I decided this visit to Compounce was part of my “bucket list” in terms of some rides.

Since I am not a roller coaster guy, I automatically skipped Wildcat and Boulderdash, two wooden coasters that are always filled. I also decided against a relatively new coaster ride, Phobia Phear, which looked like a couple of little kiddy cars going straight up, then upside down and straight down. My stomach was in knots just watching that ride. Zoomerang, the other coaster, wasn’t open when we arrived.

Instead I chose the flying swings as my first bucket list ride. I had taken those swings at Dorney Park in Pennsylvania when we brought our seniors there before COVID. I decided to sit on the inside so I wouldn’t be as dizzy and that worked out fine. The ride was high but was just fine for this old guy. A bunch of high school students even gave me a high five when I settled into the ride. I kept my eyes open as the ride went higher and the shrieks from riders escalated.

My next stop was the more low-key Flying Tigers, which was definitely the perfect ride for seniors. I squeezed into a little compartment of a mini-plane, joined older and younger folks and enjoyed circling just above the ground, steering left and right as the ride did its thing.

Throughout the day, I kept returning to one ride Rev-o-lution, which is a circular car that slides back and forth on a track, going higher and higher on each side and twirling around. I kept telling myself, “You can do this, man. Add it to your bucket list and live dangerously!”

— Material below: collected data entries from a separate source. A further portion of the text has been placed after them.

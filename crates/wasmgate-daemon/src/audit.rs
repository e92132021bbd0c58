use hmac::{Hmac, Mac};
use serde::{Deserialize, Serialize};
use sha2::Sha256;

type HmacSha256 = Hmac<Sha256>;

/// Used when no master secret is configured. Deployments should set
/// `master_secret`; startup warns loudly when this fallback is active.
pub const FALLBACK_AUDIT_SECRET: &str = "wasmgate-default-audit-secret";

pub fn audit_key(seq: u64) -> String {
    format!("audit.job.{seq}")
}

/// The signed summary persisted under `audit.job.<seq>` in the tenant's
/// state bucket after a successful job.
#[derive(Debug, Clone, Serialize, Deserialize, PartialEq, Eq)]
pub struct AuditRecord {
    pub job_id: u64,
    pub timestamp: String,
    pub signature: String,
    pub status: String,
}

#[derive(Clone)]
pub struct AuditSigner {
    secret: Vec<u8>,
}

impl AuditSigner {
    pub fn new(master_secret: &str) -> Self {
        let secret = if master_secret.is_empty() {
            tracing::warn!("no master_secret configured; audit records use the fallback secret");
            FALLBACK_AUDIT_SECRET.as_bytes().to_vec()
        } else {
            master_secret.as_bytes().to_vec()
        };
        Self { secret }
    }

    fn payload(tenant: &str, job: u64, stdout: &str, stderr: &str, timestamp: &str) -> String {
        format!("tenant:{tenant}|job:{job}|out:{stdout}|err:{stderr}|ts:{timestamp}")
    }

    /// Hex HMAC-SHA256 over the exact execution evidence.
    pub fn sign(&self, tenant: &str, job: u64, stdout: &str, stderr: &str, timestamp: &str) -> String {
        let Ok(mut mac) = HmacSha256::new_from_slice(&self.secret) else {
            // HMAC accepts keys of any length; unreachable.
            return String::new();
        };
        mac.update(Self::payload(tenant, job, stdout, stderr, timestamp).as_bytes());
        hex::encode(mac.finalize().into_bytes())
    }

    pub fn verify(
        &self,
        tenant: &str,
        job: u64,
        stdout: &str,
        stderr: &str,
        timestamp: &str,
        signature_hex: &str,
    ) -> bool {
        let Ok(mut mac) = HmacSha256::new_from_slice(&self.secret) else {
            return false;
        };
        mac.update(Self::payload(tenant, job, stdout, stderr, timestamp).as_bytes());
        match hex::decode(signature_hex) {
            Ok(sig) => mac.verify_slice(&sig).is_ok(),
            Err(_) => false,
        }
    }
}

#[cfg(test)]
mod tests {
    use super::*;

    #[test]
    fn sign_verify_round_trip() {
        let signer = AuditSigner::new("master");
        let sig = signer.sign("abc", 7, "out", "err", "2026-01-01T00:00:00Z");
        assert!(signer.verify("abc", 7, "out", "err", "2026-01-01T00:00:00Z", &sig));
    }

    #[test]
    fn any_field_change_breaks_the_signature() {
        let signer = AuditSigner::new("master");
        let sig = signer.sign("abc", 7, "out", "err", "ts");
        assert!(!signer.verify("abc", 8, "out", "err", "ts", &sig));
        assert!(!signer.verify("xyz", 7, "out", "err", "ts", &sig));
        assert!(!signer.verify("abc", 7, "out!", "err", "ts", &sig));
        assert!(!signer.verify("abc", 7, "out", "err", "later", &sig));
    }

    #[test]
    fn different_secrets_disagree() {
        let a = AuditSigner::new("one");
        let b = AuditSigner::new("two");
        let sig = a.sign("t", 1, "o", "e", "ts");
        assert!(!b.verify("t", 1, "o", "e", "ts", &sig));
    }

    #[test]
    fn empty_secret_falls_back_deterministically() {
        let implicit = AuditSigner::new("");
        let explicit = AuditSigner::new(FALLBACK_AUDIT_SECRET);
        assert_eq!(implicit.sign("t", 1, "o", "e", "ts"), explicit.sign("t", 1, "o", "e", "ts"));
    }

    #[test]
    fn record_serializes_with_spec_field_names() {
        let record = AuditRecord {
            job_id: 12,
            timestamp: "ts".to_string(),
            signature: "ab".to_string(),
            status: "success".to_string(),
        };
        let json = serde_json::to_value(&record).unwrap();
        assert_eq!(json["job_id"], 12);
        assert!(json.get("signature").is_some());
        assert_eq!(audit_key(12), "audit.job.12");
    }
}
use std::sync::Arc;

use bytes::Bytes;
use parking_lot::Mutex;
use wasmtime_wasi::p2::{OutputStream, Pollable, StdoutStream, StreamError, StreamResult};

use crate::cancel::{CancelHandle, CancelReason};

/// Captures guest stdout/stderr up to a hard byte quota.
///
/// Writes past the quota keep the allowed prefix, fire the cancellation
/// handle, and fail — a runaway guest gets truncated output and an epoch
/// trap, never unbounded host memory.
#[derive(Clone)]
pub struct CappedPipe {
    buf: Arc<Mutex<Vec<u8>>>,
    limit: usize,
    cancel: CancelHandle,
}

impl CappedPipe {
    pub fn new(limit: usize, cancel: CancelHandle) -> Self {
        Self {
            buf: Arc::new(Mutex::new(Vec::new())),
            limit,
            cancel,
        }
    }

    pub fn contents(&self) -> Vec<u8> {
        self.buf.lock().clone()
    }
}

impl OutputStream for CappedPipe {
    fn write(&mut self, bytes: Bytes) -> StreamResult<()> {
        let mut buf = self.buf.lock();
        if buf.len() + bytes.len() > self.limit {
            let allowed = self.limit - buf.len();
            buf.extend_from_slice(&bytes[..allowed]);
            drop(buf);
            self.cancel.fire(CancelReason::OutputQuota);
            return Err(StreamError::LastOperationFailed(anyhow::anyhow!(
                "output quota exceeded (max {} bytes)",
                self.limit
            )));
        }
        buf.extend_from_slice(&bytes);
        Ok(())
    }

    fn flush(&mut self) -> StreamResult<()> {
        Ok(())
    }

    fn check_write(&mut self) -> StreamResult<usize> {
        Ok(64 * 1024)
    }
}

#[async_trait::async_trait]
impl Pollable for CappedPipe {
    async fn ready(&mut self) {}
}

impl StdoutStream for CappedPipe {
    fn stream(&self) -> Box<dyn OutputStream> {
        Box::new(self.clone())
    }

    fn isatty(&self) -> bool {
        false
    }
}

But I couldn’t do it. Then, about an hour before we left the park, two of our teachers joined lots of our students, who were going on the ride throughout their day, and had a great time.

“That’s it,” I mumbled to myself. “I’m doing it. †

As I walked toward the ride, a bunch of our students yelled, “Go for it, Mr. Gaynes!”

Like so many things, the anxiety of what’s coming next is worse than the ride itself. The wait seemed endless. Of course, when the ride got underway, it stayed fairly low and there was just a little revolving of the large car. Within minutes that changed and I just started screaming as the car went back and forth, higher and higher, revolving and jerking as I yelled, “Just take me quickly! Just take me!” Then after what seemed like an eternity, it ended. I felt like I was in a daze. But I did it!

One of the other best parts of my visit to Lake Compounce was the opportunity to reconnect with my former client, Jerry Brick, the general manager. Before the trip, I took a chance that Jerry might be around to see if he still remembered me. He responded immediately and said he’d be glad to make time to catch up between phone calls and meetings.

I learned from my quick visit with Jerry that Lake Compounce is now part of Palace Entertainment, an international company that owns some 160 parks. Jerry’s responsibility also includes parks in Australia.

Our school trip to Lake Compounce was a great way to end our school year and I couldn’t be happier that I had added new rides to my growing bucket list.